In this study, we present the first assessment of age-related alterations in gene expression in a large population-based cohort. Contrary to our expectations, we found relatively few age-associated transcripts, but these did include several genes associated with inflammation or immune senescence, as expected. Gene set enrichment analysis indicated that only a very small number of molecular or biological function pathways were robustly associated with advancing age, comprising mainly genes involved in the processing and maturation of messenger RNA transcripts. This finding was supported by subsequent observation of age-associated differences in the balance of alternatively expressed isoforms, as suggested by previous studies (Yannarell et al., 1977; Meshorer et al., 2002). Our results suggest that modification of messenger RNA (mRNA) processing may comprise an important feature of human aging.

Very few genes (295 of 16 571; 2% of transcripts identified) demonstrated strong and robust associations with advancing age in our study. Power calculations based on the method of Hsieh et al. (1998) indicate that the relatively large sample available (n = 458 in discovery set) is sufficient to detect effect sizes for transcripts statistically ‘explaining’ as little as 5.3% of the variation in age. Thus, if we have not detected other genes because of ‘noisy’ data, individual effect sizes for such genes are likely to be of limited biological significance.

The transcripts with the largest effect sizes comprise a set of peripherally expressed biomarkers of the aging process, some substantially stronger than those currently known. Transcripts such as CCR6, CCR7, and CD27, previously reported to be involved in immune senescence (Yung et al., 2007), were also associated with age in our study (Fig. 1). As predicted, genes showing the largest differential in expression with age were involved in inflammatory responses, or immune function (de Magalhaes et al., 2009). Genes related to the human immune system, e.g. LRRN3, CD248, LEF1, CCR6, CCR7, CD27, and LTB (lymphotoxin beta – TNF superfamily, member 3), expressed lower levels of mRNA transcripts with increasing age in our cohort, which is in agreement with other studies in human peripheral lymphocytes (Hong et al., 2008). This is not unexpected given that our study tissue was white blood cells. Reduced expression of these genes with age implies that the mechanisms involved are likely to mark the process of ‘immunosenescence,’ characterized by reduced chemotactic migration of the immune mediator cells, lowered activation and differentiation of lymphocytes and macrophages with reduced synthesis of immunoglobulins and increased apoptosis of immune cells. Our finding of a strong association of lower CCR7 gene expression with advancing age validates the findings from Yung et al. (2007).

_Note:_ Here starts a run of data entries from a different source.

impl CastlingRights {
    pub const ALL: CastlingRights = CastlingRights {
        wk: true,
        wq: true,
        bk: true,
        bq: true,
    };

    pub fn kingside(self, color: Color) -> bool {
        match color {
            Color::White => self.wk,
            Color::Black => self.bk,
        }
    }

    pub fn queenside(self, color: Color) -> bool {
        match color {
            Color::White => self.wq,
            Color::Black => self.bq,
        }
    }

    /// Drops every right that depends on a king or rook standing on `sq`.
    fn revoke_square(&mut self, sq: u8) {
        match sq {
            0 => self.wq = false,
            7 => self.wk = false,
            4 => {
                self.wk = false;
                self.wq = false;
            }
            56 => self.bq = false,
            63 => self.bk = false,
            60 => {
                self.bk = false;
                self.bq = false;
            }
            _ => {}
        }
    }

    fn key(self) -> u64 {
        [self.wk, self.wq, self.bk, self.bq]
            .iter()
            .enumerate()
            .filter(|(_, held)| **held)
            .fold(0, |key, (i, _)| key ^ ZOBRIST.castling_key(i))
    }
}

#[derive(Clone, Debug)]
pub struct Position {
    pieces: [Bitboard; 6],
    colors: [Bitboard; 2],
    occupied: Bitboard,
    side_to_move: Color,
    castling: CastlingRights,
    /// Square behind a pawn that just advanced two, only when a capture is possible.
    en_passant: Option<u8>,
    halfmove_clock: u32,
    fullmove_number: u32,
    hash: u64,
    pawn_key: u64,
    non_pawn_key: u64,
    accumulators: AccumulatorPair,
}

Our findings should also be considered in the context of age-related changes in lymphocyte composition. Some age-associated transcripts may be expressed in different white cell subtypes; the CD28, CCR7, and GZMH genes are differentially expressed in CD8+ CD28+ T-cells compared with CD8+ CD28 T-cells, the ratio of which is known to alter with age (Lazuardi et al., 2009). Some of the alterations in gene expression may therefore derive from differences in the composition of the lymphocyte population in older people. What remains to be seen is whether any of alterations in lymphocyte composition are themselves attributable to the altered gene expression patterns we have demonstrated.

Several other factors have been implicated in aging or longevity, including alterations to nutrient sensing pathways, such as insulin or TOR signaling, oxidative stress/DNA repair, inhibition of respiration, reproductive system signaling, and telomere-related mechanisms (Kenyon, 2010). Accordingly, genes representing some of these processes are evident among the top 100 associations we have identified. These include the PASK, FOXO1, DKC1, and MYC transcripts, involved in energy sensing, insulin signaling, telomere maintenance, and ribosomal biogenesis, respectively (Gu et al., 2009; Schlafli et al., 2009; Dai et al., 2010; Smith et al., 2010).

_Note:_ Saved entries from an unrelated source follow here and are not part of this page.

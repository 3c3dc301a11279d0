//! NNUE inference: a (768 -> 64) x 2 -> 1 network over incrementally
//! maintained accumulators.
//!
//! Training is out of scope; this module only reads a finished network and
//! evaluates positions. `Position` owns an [`AccumulatorPair`] and updates it on
//! every move, so [`evaluate`] never rescans the board.

mod accumulator;
mod network;

use std::path::PathBuf;

use thiserror::Error;

use crate::board::Position;

pub use accumulator::{feature_index, wants_mirror, Accumulator, AccumulatorPair};
pub use network::{load_network, network, Network, HIDDEN, INPUTS, QA, QB, SCALE};

#[derive(Debug, Error)]
pub enum NnueError {
    #[error("cannot read network file {path}: {source}")]
    Io {
        path: PathBuf,
        #[source]
        source: std::io::Error,
    },
    #[error("network file has {found} bytes, expected {expected}")]
    Size { expected: usize, found: usize },
    #[error("a network is already installed for this process")]
    AlreadyLoaded,
}

/// Static evaluation in centipawns from the side-to-move's perspective.
#[inline]
pub fn evaluate(pos: &Position) -> i32 {
    let stm = pos.side_to_move();
    let accs = pos.accumulators();
    network().forward(accs.get(stm), accs.get(stm.other()))
}

#[cfg(test)]
#[path = "nnue_tests.rs"]
mod nnue_tests;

The association of individual gene transcripts with age does not account for correlations between markers. We developed a bi-class discriminant model that identified a set of six transcripts within the top 25 strongest associations that form a potential predictive signature of chronological aging (Table S2; Fig. S1). This model was exceptionally good at classifying young and old [the area under ROC curve was 96% in our discovery set, and this was only slightly diminished (95%) in the independent replication set]. The six genes in the predictive group comprise genes involved in immunity or inflammation (LRRN3, CD27, CCR6) but also include some that are involved in the maintenance or development of muscle tissue (VAMP5; myobrevin) or in vascularization (CD248, endosialin). Future versions of this discriminant model might attempt to disentangle ‘aging’ from age-related disease effects: however, doing so is conceptually and practically difficult, but the relative robustness of the model for different age-group comparisons suggests that the transcript set is not merely distinguishing disease-free, from diseased, individuals.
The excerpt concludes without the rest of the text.